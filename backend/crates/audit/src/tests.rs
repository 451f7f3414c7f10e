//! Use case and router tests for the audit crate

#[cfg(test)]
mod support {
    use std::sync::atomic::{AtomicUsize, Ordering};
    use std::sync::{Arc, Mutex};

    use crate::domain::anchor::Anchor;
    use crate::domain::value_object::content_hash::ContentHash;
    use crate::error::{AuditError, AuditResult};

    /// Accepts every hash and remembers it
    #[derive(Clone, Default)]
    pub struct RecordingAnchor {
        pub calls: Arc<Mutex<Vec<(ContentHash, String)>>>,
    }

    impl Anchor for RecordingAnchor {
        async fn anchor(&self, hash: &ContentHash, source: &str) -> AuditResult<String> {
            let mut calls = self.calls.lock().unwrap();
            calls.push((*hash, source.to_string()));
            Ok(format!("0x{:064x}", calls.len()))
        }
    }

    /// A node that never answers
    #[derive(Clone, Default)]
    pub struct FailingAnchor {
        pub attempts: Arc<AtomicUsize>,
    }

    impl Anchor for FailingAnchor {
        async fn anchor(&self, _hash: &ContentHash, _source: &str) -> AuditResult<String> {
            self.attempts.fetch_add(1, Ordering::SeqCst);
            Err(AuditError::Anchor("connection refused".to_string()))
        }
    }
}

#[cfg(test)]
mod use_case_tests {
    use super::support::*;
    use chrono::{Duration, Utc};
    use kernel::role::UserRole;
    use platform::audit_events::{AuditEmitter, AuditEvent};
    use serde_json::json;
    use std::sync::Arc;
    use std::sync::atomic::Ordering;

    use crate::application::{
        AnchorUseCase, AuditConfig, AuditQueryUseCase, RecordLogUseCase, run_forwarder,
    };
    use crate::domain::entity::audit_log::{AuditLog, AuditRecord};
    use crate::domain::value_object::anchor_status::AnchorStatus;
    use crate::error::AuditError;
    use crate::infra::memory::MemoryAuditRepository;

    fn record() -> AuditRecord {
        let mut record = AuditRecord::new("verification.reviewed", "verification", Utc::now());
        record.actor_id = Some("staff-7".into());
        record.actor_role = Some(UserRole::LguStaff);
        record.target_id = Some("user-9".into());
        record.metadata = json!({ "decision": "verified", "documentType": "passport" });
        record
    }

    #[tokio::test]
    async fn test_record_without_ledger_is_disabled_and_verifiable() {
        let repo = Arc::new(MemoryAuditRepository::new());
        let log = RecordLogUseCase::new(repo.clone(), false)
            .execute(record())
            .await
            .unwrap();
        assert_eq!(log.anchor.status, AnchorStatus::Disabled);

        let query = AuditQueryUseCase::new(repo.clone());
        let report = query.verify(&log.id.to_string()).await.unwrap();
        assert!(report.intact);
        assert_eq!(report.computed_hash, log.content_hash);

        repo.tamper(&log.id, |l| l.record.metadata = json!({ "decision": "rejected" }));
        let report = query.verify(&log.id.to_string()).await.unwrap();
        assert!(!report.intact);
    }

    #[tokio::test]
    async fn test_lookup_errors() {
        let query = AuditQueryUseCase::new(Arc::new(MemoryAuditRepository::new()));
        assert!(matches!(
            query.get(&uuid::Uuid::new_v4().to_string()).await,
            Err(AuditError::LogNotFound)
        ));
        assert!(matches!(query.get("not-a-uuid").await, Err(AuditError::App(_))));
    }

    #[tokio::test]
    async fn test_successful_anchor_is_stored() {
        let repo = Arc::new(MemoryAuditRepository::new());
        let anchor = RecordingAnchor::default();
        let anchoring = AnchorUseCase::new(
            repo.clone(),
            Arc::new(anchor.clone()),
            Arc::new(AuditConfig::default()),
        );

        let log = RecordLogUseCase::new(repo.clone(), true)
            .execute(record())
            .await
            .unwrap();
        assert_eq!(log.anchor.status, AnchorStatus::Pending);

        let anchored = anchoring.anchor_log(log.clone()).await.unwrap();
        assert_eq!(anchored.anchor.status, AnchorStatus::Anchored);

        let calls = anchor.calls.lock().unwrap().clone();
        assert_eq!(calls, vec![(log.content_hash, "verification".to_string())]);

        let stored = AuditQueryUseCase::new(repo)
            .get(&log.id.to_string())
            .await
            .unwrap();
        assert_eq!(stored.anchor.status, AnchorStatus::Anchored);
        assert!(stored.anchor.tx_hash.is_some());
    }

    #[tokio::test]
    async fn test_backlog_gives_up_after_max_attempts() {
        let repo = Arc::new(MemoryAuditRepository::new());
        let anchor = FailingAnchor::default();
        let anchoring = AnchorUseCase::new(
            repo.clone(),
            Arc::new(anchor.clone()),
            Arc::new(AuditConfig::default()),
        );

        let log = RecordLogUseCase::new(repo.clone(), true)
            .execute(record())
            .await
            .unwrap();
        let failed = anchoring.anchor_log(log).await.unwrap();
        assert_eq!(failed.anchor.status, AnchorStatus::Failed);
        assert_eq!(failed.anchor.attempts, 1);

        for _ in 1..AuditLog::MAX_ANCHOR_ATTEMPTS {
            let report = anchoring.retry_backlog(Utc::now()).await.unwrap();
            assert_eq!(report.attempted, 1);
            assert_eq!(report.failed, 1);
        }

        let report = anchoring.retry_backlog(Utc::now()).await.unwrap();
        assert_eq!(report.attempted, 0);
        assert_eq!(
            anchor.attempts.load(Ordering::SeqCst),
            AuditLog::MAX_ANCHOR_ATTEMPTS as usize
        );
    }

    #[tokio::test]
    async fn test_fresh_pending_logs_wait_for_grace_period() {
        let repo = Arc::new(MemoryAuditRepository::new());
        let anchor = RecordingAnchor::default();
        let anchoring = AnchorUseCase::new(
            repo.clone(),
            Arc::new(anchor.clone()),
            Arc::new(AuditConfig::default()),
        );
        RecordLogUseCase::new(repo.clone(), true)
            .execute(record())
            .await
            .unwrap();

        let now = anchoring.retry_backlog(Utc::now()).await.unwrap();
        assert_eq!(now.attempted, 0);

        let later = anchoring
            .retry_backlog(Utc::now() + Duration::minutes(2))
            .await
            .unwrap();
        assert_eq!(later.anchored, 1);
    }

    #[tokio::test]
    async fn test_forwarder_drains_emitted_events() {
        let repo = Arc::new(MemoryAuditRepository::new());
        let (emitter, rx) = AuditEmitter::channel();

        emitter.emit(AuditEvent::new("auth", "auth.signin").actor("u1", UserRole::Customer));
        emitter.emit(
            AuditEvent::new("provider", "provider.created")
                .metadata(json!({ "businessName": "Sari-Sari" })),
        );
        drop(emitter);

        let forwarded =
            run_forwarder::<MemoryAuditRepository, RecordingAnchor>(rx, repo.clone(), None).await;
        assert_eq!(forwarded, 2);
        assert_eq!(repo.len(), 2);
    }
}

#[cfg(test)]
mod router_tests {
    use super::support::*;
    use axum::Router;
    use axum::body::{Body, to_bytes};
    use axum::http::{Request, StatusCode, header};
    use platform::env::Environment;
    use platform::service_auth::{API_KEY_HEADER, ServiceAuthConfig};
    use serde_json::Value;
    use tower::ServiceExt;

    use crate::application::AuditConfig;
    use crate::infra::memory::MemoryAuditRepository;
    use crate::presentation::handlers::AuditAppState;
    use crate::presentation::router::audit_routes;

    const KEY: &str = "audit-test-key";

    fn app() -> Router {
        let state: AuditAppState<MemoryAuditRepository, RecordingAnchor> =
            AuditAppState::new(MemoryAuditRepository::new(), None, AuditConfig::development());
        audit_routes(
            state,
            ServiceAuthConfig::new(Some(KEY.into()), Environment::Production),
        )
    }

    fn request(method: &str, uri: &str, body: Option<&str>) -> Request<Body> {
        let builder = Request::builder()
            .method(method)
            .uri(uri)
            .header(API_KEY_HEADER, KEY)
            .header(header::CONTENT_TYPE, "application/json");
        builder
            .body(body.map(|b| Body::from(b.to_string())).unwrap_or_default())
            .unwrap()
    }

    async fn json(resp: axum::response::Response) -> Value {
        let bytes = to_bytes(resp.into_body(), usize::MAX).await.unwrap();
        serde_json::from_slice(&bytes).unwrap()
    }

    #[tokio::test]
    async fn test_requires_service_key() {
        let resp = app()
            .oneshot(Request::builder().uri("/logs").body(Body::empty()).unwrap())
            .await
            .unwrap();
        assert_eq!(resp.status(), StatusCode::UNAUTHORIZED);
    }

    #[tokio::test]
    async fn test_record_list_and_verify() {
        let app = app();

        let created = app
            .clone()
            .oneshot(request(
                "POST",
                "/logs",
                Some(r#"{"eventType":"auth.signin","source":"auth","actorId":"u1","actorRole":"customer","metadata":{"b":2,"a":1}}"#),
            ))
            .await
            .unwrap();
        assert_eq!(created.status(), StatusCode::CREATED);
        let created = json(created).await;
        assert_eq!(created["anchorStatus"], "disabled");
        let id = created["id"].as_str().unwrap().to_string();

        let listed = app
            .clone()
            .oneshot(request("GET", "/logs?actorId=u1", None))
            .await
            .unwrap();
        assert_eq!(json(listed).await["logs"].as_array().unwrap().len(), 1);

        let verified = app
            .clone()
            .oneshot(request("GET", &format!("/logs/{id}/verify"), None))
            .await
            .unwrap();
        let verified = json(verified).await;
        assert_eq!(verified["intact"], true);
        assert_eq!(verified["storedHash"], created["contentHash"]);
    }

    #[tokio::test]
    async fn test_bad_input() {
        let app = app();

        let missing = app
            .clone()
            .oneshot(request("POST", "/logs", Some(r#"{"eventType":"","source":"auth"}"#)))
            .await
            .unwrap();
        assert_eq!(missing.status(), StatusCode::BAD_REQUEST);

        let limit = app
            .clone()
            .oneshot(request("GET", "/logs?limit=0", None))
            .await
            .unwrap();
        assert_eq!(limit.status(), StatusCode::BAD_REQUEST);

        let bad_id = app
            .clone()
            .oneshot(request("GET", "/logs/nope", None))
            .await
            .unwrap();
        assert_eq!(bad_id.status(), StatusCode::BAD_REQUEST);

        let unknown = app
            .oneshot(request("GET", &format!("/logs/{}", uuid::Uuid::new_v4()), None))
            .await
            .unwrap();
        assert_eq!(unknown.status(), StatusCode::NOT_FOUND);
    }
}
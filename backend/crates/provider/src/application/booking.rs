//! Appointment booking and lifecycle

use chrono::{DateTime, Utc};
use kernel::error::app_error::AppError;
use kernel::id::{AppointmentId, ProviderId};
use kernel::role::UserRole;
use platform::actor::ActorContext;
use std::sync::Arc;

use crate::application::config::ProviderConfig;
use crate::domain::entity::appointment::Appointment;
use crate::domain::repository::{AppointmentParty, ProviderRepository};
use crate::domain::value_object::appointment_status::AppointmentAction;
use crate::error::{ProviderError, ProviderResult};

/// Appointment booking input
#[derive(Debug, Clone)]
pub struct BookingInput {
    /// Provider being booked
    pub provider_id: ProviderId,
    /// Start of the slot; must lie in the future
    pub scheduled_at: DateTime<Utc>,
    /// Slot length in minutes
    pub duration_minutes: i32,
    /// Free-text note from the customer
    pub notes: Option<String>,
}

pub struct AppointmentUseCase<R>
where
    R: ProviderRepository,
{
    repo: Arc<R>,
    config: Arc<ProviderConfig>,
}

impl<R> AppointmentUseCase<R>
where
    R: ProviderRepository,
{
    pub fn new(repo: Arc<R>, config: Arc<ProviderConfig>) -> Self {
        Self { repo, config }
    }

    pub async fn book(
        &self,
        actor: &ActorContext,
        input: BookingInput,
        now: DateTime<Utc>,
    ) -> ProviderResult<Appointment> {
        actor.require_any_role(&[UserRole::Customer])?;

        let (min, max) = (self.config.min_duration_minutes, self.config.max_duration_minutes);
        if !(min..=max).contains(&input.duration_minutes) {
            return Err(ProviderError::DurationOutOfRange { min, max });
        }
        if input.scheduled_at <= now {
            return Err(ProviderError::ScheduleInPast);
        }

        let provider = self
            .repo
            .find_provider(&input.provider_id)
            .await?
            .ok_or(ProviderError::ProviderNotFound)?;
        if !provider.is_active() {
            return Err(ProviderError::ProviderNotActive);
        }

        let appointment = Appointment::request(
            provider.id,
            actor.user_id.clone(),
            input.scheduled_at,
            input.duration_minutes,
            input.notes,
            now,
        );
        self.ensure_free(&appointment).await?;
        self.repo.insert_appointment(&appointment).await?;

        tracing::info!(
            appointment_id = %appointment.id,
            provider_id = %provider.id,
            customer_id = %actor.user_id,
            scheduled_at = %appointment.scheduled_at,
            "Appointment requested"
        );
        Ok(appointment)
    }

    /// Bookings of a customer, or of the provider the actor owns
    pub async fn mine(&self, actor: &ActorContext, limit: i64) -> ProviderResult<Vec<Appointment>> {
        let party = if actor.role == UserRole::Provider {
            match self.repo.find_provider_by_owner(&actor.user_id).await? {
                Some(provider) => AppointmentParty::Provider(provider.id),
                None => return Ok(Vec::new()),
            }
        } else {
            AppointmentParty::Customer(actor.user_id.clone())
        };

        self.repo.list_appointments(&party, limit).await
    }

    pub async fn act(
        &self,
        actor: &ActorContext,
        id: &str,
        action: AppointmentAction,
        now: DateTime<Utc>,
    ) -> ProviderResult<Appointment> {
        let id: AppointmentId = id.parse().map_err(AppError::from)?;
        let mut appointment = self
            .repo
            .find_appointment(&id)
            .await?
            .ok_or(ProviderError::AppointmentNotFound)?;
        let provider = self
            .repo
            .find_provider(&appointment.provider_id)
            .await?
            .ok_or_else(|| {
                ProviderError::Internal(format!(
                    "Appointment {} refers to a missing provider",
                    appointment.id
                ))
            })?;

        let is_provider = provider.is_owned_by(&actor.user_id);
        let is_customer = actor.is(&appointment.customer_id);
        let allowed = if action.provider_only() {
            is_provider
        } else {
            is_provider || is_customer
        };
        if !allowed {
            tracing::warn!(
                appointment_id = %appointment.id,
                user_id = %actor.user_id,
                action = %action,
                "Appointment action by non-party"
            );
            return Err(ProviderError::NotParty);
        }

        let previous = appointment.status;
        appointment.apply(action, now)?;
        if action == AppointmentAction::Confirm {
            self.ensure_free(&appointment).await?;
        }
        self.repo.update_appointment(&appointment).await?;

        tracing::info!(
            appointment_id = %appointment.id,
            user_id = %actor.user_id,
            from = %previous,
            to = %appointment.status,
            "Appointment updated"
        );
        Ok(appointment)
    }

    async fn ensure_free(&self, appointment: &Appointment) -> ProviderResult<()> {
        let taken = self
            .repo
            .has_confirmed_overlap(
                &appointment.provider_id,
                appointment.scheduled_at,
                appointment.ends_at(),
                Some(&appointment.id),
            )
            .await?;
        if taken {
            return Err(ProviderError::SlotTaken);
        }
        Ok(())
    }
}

■ Prompt
The required answer is the exact run of lines above starting at the line with "assert_eq!(repo.len(), 2);" and ending at the line with "async fn json(resp: axum::response::Response)", with both ends present.

■ Exercise result
        assert_eq!(repo.len(), 2);
    }
}

#[cfg(test)]
mod router_tests {
    use super::support::*;
    use axum::Router;
    use axum::body::{Body, to_bytes};
    use axum::http::{Request, StatusCode, header};
    use platform::env::Environment;
    use platform::service_auth::{API_KEY_HEADER, ServiceAuthConfig};
    use serde_json::Value;
    use tower::ServiceExt;

    use crate::application::AuditConfig;
    use crate::infra::memory::MemoryAuditRepository;
    use crate::presentation::handlers::AuditAppState;
    use crate::presentation::router::audit_routes;

    const KEY: &str = "audit-test-key";

    fn app() -> Router {
        let state: AuditAppState<MemoryAuditRepository, RecordingAnchor> =
            AuditAppState::new(MemoryAuditRepository::new(), None, AuditConfig::development());
        audit_routes(
            state,
            ServiceAuthConfig::new(Some(KEY.into()), Environment::Production),
        )
    }

    fn request(method: &str, uri: &str, body: Option<&str>) -> Request<Body> {
        let builder = Request::builder()
            .method(method)
            .uri(uri)
            .header(API_KEY_HEADER, KEY)
            .header(header::CONTENT_TYPE, "application/json");
        builder
            .body(body.map(|b| Body::from(b.to_string())).unwrap_or_default())
            .unwrap()
    }

    async fn json(resp: axum::response::Response) -> Value {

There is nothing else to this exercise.